Vanguard employs a supporting staff of management and administrative personnel needed to provide the requisite services to the funds and also furnishes the funds with necessary office space, furnishings, and equipment. Each fund (other than a fund of funds) pays its share of Vanguard’s total expenses, which are allocated among the funds under methods approved by the board of trustees of each fund. In addition, each fund bears its own direct expenses, such as legal, auditing, and custodial fees.
The funds’ officers are also employees of Vanguard.
Vanguard, Vanguard Marketing Corporation (VMC), the funds, and the funds’ advisors have adopted codes of ethics designed to prevent employees who may have access to nonpublic information about the trading activities of the funds (access persons) from profiting from that information. The codes of ethics permit access persons to invest in securities for their own accounts, including securities that may be held by a fund, but place substantive and procedural restrictions on the trading activities of access persons. For example, the codes of ethics require that access persons receive advance approval for most securities trades to ensure that there is no conflict with the trading activities of the funds.
Vanguard was established and operates under the Agreement. The Agreement provides that each Vanguard fund may be called upon to invest up to 0.40% of its net assets in Vanguard. The amounts that each fund has invested are adjusted from time to time in order to maintain the proportionate relationship between each fund’s relative net assets and its contribution to Vanguard’s capital.
As of September 30, 2020, each Fund had contributed capital to Vanguard as follows:
Vanguard Fund
Capital
Contribution
to Vanguard
Percentage of
Fund’s Average
Net Assets
Percent of
Vanguard Fund’s
Contribution
Vanguard U.S. Value Fund
$ 45,000
Less than 0.01%
0.02%
Vanguard Short-Term Inflation-Protected Securities Index Fund
$ 1,529,000
Less than 0.01%
0.61 
Vanguard Institutional Short-Term Bond Fund
$ 332,000
Less than 0.01%
0.13 
Vanguard Institutional Intermediate-Term Bond Fund
$ 1,223,000
Less than 0.01%
0.49 
Vanguard Core Bond Fund
$ 133,000
Less than 0.01%
0.05 
Vanguard Emerging Markets Bond Fund
$ 36,000
Less than 0.01%
0.01 
Management. Corporate management and administrative services include (1) executive staff, (2) accounting and financial, (3) legal and regulatory, (4) shareholder account maintenance, (5) monitoring and control of custodian relationships, (6) shareholder reporting, and (7) review and evaluation of advisory and other services provided to the funds by third parties.

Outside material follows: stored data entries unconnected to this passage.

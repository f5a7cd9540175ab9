//! Collaborator failures
//!
//! The simulation itself cannot fail. These errors come from the browser
//! side (storage, audio, canvas) and are logged and skipped by the driver.

use thiserror::Error;

#[derive(Debug, Error)]
pub enum PlatformError {
    #[error("storage is not available")]
    StorageUnavailable,
    #[error("failed to read storage key `{key}`: {reason}")]
    StorageRead { key: String, reason: String },
    #[error("failed to write storage key `{key}`: {reason}")]
    StorageWrite { key: String, reason: String },
    #[error("audio is not available")]
    AudioUnavailable,
    #[error("audio playback rejected: {0}")]
    AudioRejected(String),
    #[error("render surface is not available")]
    SurfaceUnavailable,
}
//! Browser implementations of the platform collaborators

use web_sys::{Document, Element};

use super::{Clock, HudSink, MemoryStorage, Storage};
use crate::error::PlatformError;
use crate::hud::{HudSnapshot, Screen};

/// `window.localStorage`
pub struct LocalStorage {
    inner: web_sys::Storage,
}

impl LocalStorage {
    pub fn open() -> Result<Self, PlatformError> {
        let inner = web_sys::window()
            .and_then(|w| w.local_storage().ok())
            .flatten()
            .ok_or(PlatformError::StorageUnavailable)?;
        Ok(Self { inner })
    }
}

impl Storage for LocalStorage {
    fn get(&self, key: &str) -> Result<Option<String>, PlatformError> {
        self.inner
            .get_item(key)
            .map_err(|e| PlatformError::StorageRead {
                key: key.to_string(),
                reason: format!("{:?}", e),
            })
    }

    fn set(&mut self, key: &str, value: &str) -> Result<(), PlatformError> {
        self.inner
            .set_item(key, value)
            .map_err(|e| PlatformError::StorageWrite {
                key: key.to_string(),
                reason: format!("{:?}", e),
            })
    }

    fn remove(&mut self, key: &str) -> Result<(), PlatformError> {
        self.inner
            .remove_item(key)
            .map_err(|e| PlatformError::StorageWrite {
                key: key.to_string(),
                reason: format!("{:?}", e),
            })
    }
}

/// `localStorage` when the page may use it, memory otherwise
pub enum PageStorage {
    Local(LocalStorage),
    Memory(MemoryStorage),
}

impl PageStorage {
    pub fn open() -> Self {
        match LocalStorage::open() {
            Ok(local) => PageStorage::Local(local),
            Err(e) => {
                log::warn!("{} - scores will not be kept", e);
                PageStorage::Memory(MemoryStorage::new())
            }
        }
    }
}

impl Storage for PageStorage {
    fn get(&self, key: &str) -> Result<Option<String>, PlatformError> {
        match self {
            PageStorage::Local(s) => s.get(key),
            PageStorage::Memory(s) => s.get(key),
        }
    }

    fn set(&mut self, key: &str, value: &str) -> Result<(), PlatformError> {
        match self {
            PageStorage::Local(s) => s.set(key, value),
            PageStorage::Memory(s) => s.set(key, value),
        }
    }

    fn remove(&mut self, key: &str) -> Result<(), PlatformError> {
        match self {
            PageStorage::Local(s) => s.remove(key),
            PageStorage::Memory(s) => s.remove(key),
        }
    }
}

/// `Date.now()`
#[derive(Debug, Default, Clone, Copy)]
pub struct BrowserClock;

impl Clock for BrowserClock {
    fn now_ms(&self) -> f64 {
        js_sys::Date::now()
    }
}

const OVERLAYS: [&str; 3] = ["startScreen", "gameOverScreen", "levelCompleteScreen"];
const ACTIVE: &str = "active";

/// Updates the page's HUD counters and overlay screens
pub struct DomHud {
    document: Document,
}

impl DomHud {
    pub fn new(document: Document) -> Self {
        Self { document }
    }

    fn set_text(&self, id: &str, text: &str) {
        if let Some(el) = self.document.get_element_by_id(id) {
            el.set_text_content(Some(text));
        }
    }

    fn overlay(&self, id: &str) -> Option<Element> {
        self.document.get_element_by_id(id)
    }

    /// Make `id` the only active overlay (`None` hides all)
    fn activate(&self, id: Option<&str>) {
        for overlay in OVERLAYS {
            let Some(el) = self.overlay(overlay) else {
                continue;
            };
            let classes = el.class_list();
            let result = if Some(overlay) == id {
                classes.add_1(ACTIVE)
            } else {
                classes.remove_1(ACTIVE)
            };
            if let Err(e) = result {
                log::warn!("Failed to toggle #{}: {:?}", overlay, e);
            }
        }
    }

    pub fn set_sound_label(&self, enabled: bool) {
        let label = if enabled {
            "🔊 SOUND ON"
        } else {
            "🔇 SOUND OFF"
        };
        self.set_text("soundBtn", label);
    }
}

impl HudSink for DomHud {
    fn refresh(&mut self, hud: &HudSnapshot) {
        self.set_text("score", &hud.score);
        self.set_text("highScore", &hud.high_score);
        self.set_text("lives", &hud.lives);
        self.set_text("level", &hud.level);
    }

    fn show(&mut self, screen: &Screen) {
        match screen {
            Screen::Start => self.activate(Some("startScreen")),
            Screen::Playing => {
                self.activate(None);
                self.set_text("pauseBtn", "⏸ PAUSE");
            }
            Screen::Paused => self.set_text("pauseBtn", "▶ RESUME"),
            Screen::LevelComplete => self.activate(Some("levelCompleteScreen")),
            Screen::GameOver(stats) => {
                self.set_text("finalScore", &stats.score);
                self.set_text("finalLevel", &stats.level);
                self.set_text("aliensDestroyed", &stats.aliens_destroyed.to_string());
                self.activate(Some("gameOverScreen"));
            }
        }
    }
}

Distribution. Vanguard Marketing Corporation, 100 Vanguard Boulevard, Malvern, PA 19355, a wholly owned subsidiary of Vanguard, is the principal underwriter for the funds and in that capacity performs and finances marketing, promotional, and distribution activities (collectively, marketing and distribution activities) that are primarily intended to result in the sale of the funds’ shares. VMC offers shares of each fund for sale on a continuous basis and will use all reasonable efforts in connection with the distribution of shares of the funds. VMC performs marketing and distribution activities in accordance with the conditions of a 1981 SEC exemptive order that permits the Vanguard funds to internalize and jointly finance the marketing, promotion, and distribution of their shares. The funds’ trustees review and approve the marketing and distribution expenses incurred by the funds, including the nature and cost of the activities and the desirability of each fund’s continued participation in the joint arrangement.
To ensure that each fund’s participation in the joint arrangement falls within a reasonable range of fairness, each fund contributes to VMC’s marketing and distribution expenses in accordance with an SEC-approved formula. Under that formula, one half of the marketing and distribution expenses are allocated among the funds based upon their relative net assets. The remaining half of those expenses is allocated among the funds based upon each fund’s sales for the preceding 24 months relative to the total sales of the funds as a group, provided, however, that no fund’s aggregate
B-33

quarterly rate of contribution for marketing and distribution expenses shall exceed 125% of the average marketing and distribution expense rate for Vanguard and that no fund shall incur annual marketing and distribution expenses in excess of 0.20% of its average month-end net assets. Each fund’s contribution to these marketing and distribution expenses helps to maintain and enhance the attractiveness and viability of the Vanguard complex as a whole, which benefits all of the funds and their shareholders.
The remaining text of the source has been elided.